第22回統計的機械学習セミナー / The 22nd Statistical Machine Learning Seminar

Date&Time
2014年11月27日(木)15:00-
/ 27 November, 2014 (Thu) 15:00-

Admission Free,No Booking Necessary

登録は不要ですが,席に限りがあるため,外部から参加ご希望の場合は
福水 fukumizuアットマークism.ac.jp までメールで事前にご連絡いただけると助かります.
Place
統計数理研究所 セミナー室3(D312A)
/ Seminar Room 3(D312A)@ The Institute of Statistical Mathematics
区切り線
Speaker
Aaditya Ramdas (Carnegie Mellon University)
Title
On the Power of a Nonparametric Two Sample Test in High Dimensions
Abstract

Nonparametric two sample testing deals with the question of consistently deciding if two distributions are different, given samples from both, without making any parametric assumptions about the form of the distributions. The current literature is split into two kinds of tests - those which are consistent without any assumptions about how the distributions may differ (general alternatives), and those which are designed to specifically test easier alternatives, like a difference in means (mean-difference alternatives).

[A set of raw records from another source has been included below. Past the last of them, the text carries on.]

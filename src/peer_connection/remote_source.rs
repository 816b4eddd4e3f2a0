use smol_str::SmolStr;

use crate::media_stream::{MediaStream, MediaStreamTrack, SourceHandle};
use crate::peer_connection::math_rand_alpha;
use crate::peer_connection::sdp::SessionModel;

const LEGACY_STREAM_ID_LEN: usize = 16;

/// RemoteSourceStatus tracks the backend source for one remote media line.
#[derive(Default, Debug, Clone, PartialEq, Eq)]
pub struct RemoteSourceStatus {
    /// The remote intends to send on this line.
    pub source_expected: bool,
    pub source: Option<SourceHandle>,
    /// A source arrived since the line was last emitted in a stream.
    pub is_updated: bool,
}

/// RemoteSourceDemuxer turns per line source notifications into grouped
/// remote streams. It holds one status per remote media line.
#[derive(Debug)]
pub(crate) struct RemoteSourceDemuxer {
    statuses: Vec<RemoteSourceStatus>,
    /// Stream id used for lines without one, stable for the connection.
    legacy_stream_id: SmolStr,
}

impl RemoteSourceDemuxer {
    pub(crate) fn new() -> Self {
        RemoteSourceDemuxer {
            statuses: vec![],
            legacy_stream_id: SmolStr::new(math_rand_alpha(LEGACY_STREAM_ID_LEN)),
        }
    }

    pub(crate) fn legacy_stream_id(&self) -> &SmolStr {
        &self.legacy_stream_id
    }

    /// accept_remote refreshes expectations from a newly applied remote
    /// description and extends the statuses for appended lines.
    pub(crate) fn accept_remote(&mut self, remote: &SessionModel) {
        for (i, line) in remote.media_lines.iter().enumerate() {
            let source_expected = line.direction.has_send();
            match self.statuses.get_mut(i) {
                Some(status) => status.source_expected = source_expected,
                None => self.statuses.push(RemoteSourceStatus {
                    source_expected,
                    ..Default::default()
                }),
            }
        }
    }

    #[cfg(test)]
    pub(crate) fn statuses(&self) -> &[RemoteSourceStatus] {
        &self.statuses
    }

    /// on_source records `source` for line `index`. Once every expected line
    /// has a source, the updated lines are emitted grouped by stream id, in
    /// order of first appearance, with ungrouped lines forming a last group.
    pub(crate) fn on_source(
        &mut self,
        index: usize,
        source: SourceHandle,
        remote: &SessionModel,
    ) -> Vec<MediaStream> {
        let Some(status) = self.statuses.get_mut(index) else {
            log::warn!("remote source for unknown media line {index}");
            return vec![];
        };
        status.source = Some(source);
        status.is_updated = true;

        if self
            .statuses
            .iter()
            .any(|s| s.source_expected && s.source.is_none())
        {
            return vec![];
        }

        let mut groups: Vec<(SmolStr, Vec<MediaStreamTrack>)> = vec![];
        let mut legacy: Vec<MediaStreamTrack> = vec![];

        for (status, line) in self.statuses.iter_mut().zip(&remote.media_lines) {
            if !status.is_updated {
                continue;
            }
            let Some(source) = status.source else {
                continue;
            };
            status.is_updated = false;

            let track = MediaStreamTrack::remote(line.track_id(), line.kind, source);
            match line.stream_id() {
                Some(stream_id) => match groups.iter_mut().find(|(id, _)| id == stream_id) {
                    Some((_, tracks)) => tracks.push(track),
                    None => groups.push((stream_id.clone(), vec![track])),
                },
                None => legacy.push(track),
            }
        }

        let mut streams: Vec<MediaStream> = groups
            .into_iter()
            .map(|(id, tracks)| MediaStream::with_id(id, tracks))
            .collect();
        if !legacy.is_empty() {
            streams.push(MediaStream::with_id(self.legacy_stream_id.clone(), legacy));
        }

        streams
    }
}
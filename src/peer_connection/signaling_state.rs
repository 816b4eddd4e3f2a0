use std::fmt;

use crate::error::{Error, Result};
use crate::peer_connection::sdp::sdp_type::RTCSdpType;

/// StateChangeOp is the side a description is applied to.
#[derive(Debug, Copy, Clone, PartialEq, Eq)]
pub(crate) enum StateChangeOp {
    SetLocal,
    SetRemote,
}

/// RTCSignalingState is the stage of the offer/answer exchange. It is kept
/// in an atomic as its `u8` discriminant so the handle can read it without
/// waiting on the negotiation driver.
///
/// [W3C]: https://w3c.github.io/webrtc-pc/#dom-peerconnection-signaling-state
#[derive(Default, Debug, Copy, Clone, PartialEq, Eq)]
#[repr(u8)]
pub enum RTCSignalingState {
    /// No exchange in progress. Also the initial state.
    #[default]
    Stable,

    /// A local offer has been applied and awaits the remote answer.
    HaveLocalOffer,

    /// A remote offer has been applied and awaits the local answer.
    HaveRemoteOffer,

    /// The connection was closed. Nothing leaves this state.
    Closed,
}

impl From<u8> for RTCSignalingState {
    fn from(v: u8) -> Self {
        match v {
            1 => RTCSignalingState::HaveLocalOffer,
            2 => RTCSignalingState::HaveRemoteOffer,
            3 => RTCSignalingState::Closed,
            _ => RTCSignalingState::Stable,
        }
    }
}

impl fmt::Display for RTCSignalingState {
    fn fmt(&self, f: &mut fmt::Formatter<'_>) -> fmt::Result {
        f.write_str(match self {
            RTCSignalingState::Stable => "stable",
            RTCSignalingState::HaveLocalOffer => "have-local-offer",
            RTCSignalingState::HaveRemoteOffer => "have-remote-offer",
            RTCSignalingState::Closed => "closed",
        })
    }
}

/// (current state, operation, description type) -> next state
const SIGNALING_TRANSITIONS: [(
    RTCSignalingState,
    StateChangeOp,
    RTCSdpType,
    RTCSignalingState,
); 6] = [
    (
        RTCSignalingState::Stable,
        StateChangeOp::SetLocal,
        RTCSdpType::Offer,
        RTCSignalingState::HaveLocalOffer,
    ),
    (
        RTCSignalingState::Stable,
        StateChangeOp::SetRemote,
        RTCSdpType::Offer,
        RTCSignalingState::HaveRemoteOffer,
    ),
    (
        RTCSignalingState::HaveLocalOffer,
        StateChangeOp::SetLocal,
        RTCSdpType::Offer,
        RTCSignalingState::HaveLocalOffer,
    ),
    (
        RTCSignalingState::HaveLocalOffer,
        StateChangeOp::SetRemote,
        RTCSdpType::Answer,
        RTCSignalingState::Stable,
    ),
    (
        RTCSignalingState::HaveRemoteOffer,
        StateChangeOp::SetLocal,
        RTCSdpType::Answer,
        RTCSignalingState::Stable,
    ),
    (
        RTCSignalingState::HaveRemoteOffer,
        StateChangeOp::SetRemote,
        RTCSdpType::Offer,
        RTCSignalingState::HaveRemoteOffer,
    ),
];

/// check_next_signaling_state looks up the state that applying a description
/// of `sdp_type` via `op` leads to from `cur`.
pub(crate) fn check_next_signaling_state(
    cur: RTCSignalingState,
    op: StateChangeOp,
    sdp_type: RTCSdpType,
) -> Result<RTCSignalingState> {
    if cur == RTCSignalingState::Closed {
        return Err(Error::ErrConnectionClosed);
    }

    SIGNALING_TRANSITIONS
        .iter()
        .find(|(from, o, t, _)| *from == cur && *o == op && *t == sdp_type)
        .map(|(_, _, _, next)| *next)
        .ok_or(Error::ErrSignalingStateProposedTransitionInvalid {
            from: cur,
            applying: sdp_type,
            is_local: op == StateChangeOp::SetLocal,
        })
}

In this talk, I will summarize some recent results on the power of some popular nonparametric two sample tests, that are designed for general alternatives, under a mean-difference alternative in the high-dimensional setting, subject to different computational constraints. Specifically, we explicitly characterize the power of the linear-time, sub-quadratic-time and quadratic-time versions of the Maximum Mean Discrepancy statistic using the Gaussian kernel (G-MMD), and the Energy Distance (ED) statistic using the Euclidean norm, where the dimension and sample size can both tend to infinity at any rate, and the two distributions differ in their means. Some surprising and interesting findings include - a) there is a clear and smooth computation-power tradeoff for these tests, and expending more computation yields direct statistical benefit, b) the power is independent of the kernel bandwidth, as long as it is equal to or larger than the choice made by the median heuristic, c) ED and G-MMD have the same power and d) general tests like ED and G-MMD enjoy a free lunch, since they have the same power as specialized tests for detecting mean differences. This is the first explicit power derivation for any general nonparametric test in the high-dimensional setting, and also the first analysis of how tests designed for general alternatives perform when faced with easier ones.

Some initial work is published at AAAI'15 (http://arxiv.org/pdf/1406.2083v2.pdf), details on linear tests are submitted to AISTATS'15
(http://arxiv.org/pdf/1411.6314.pdf), and further details are still in preparation.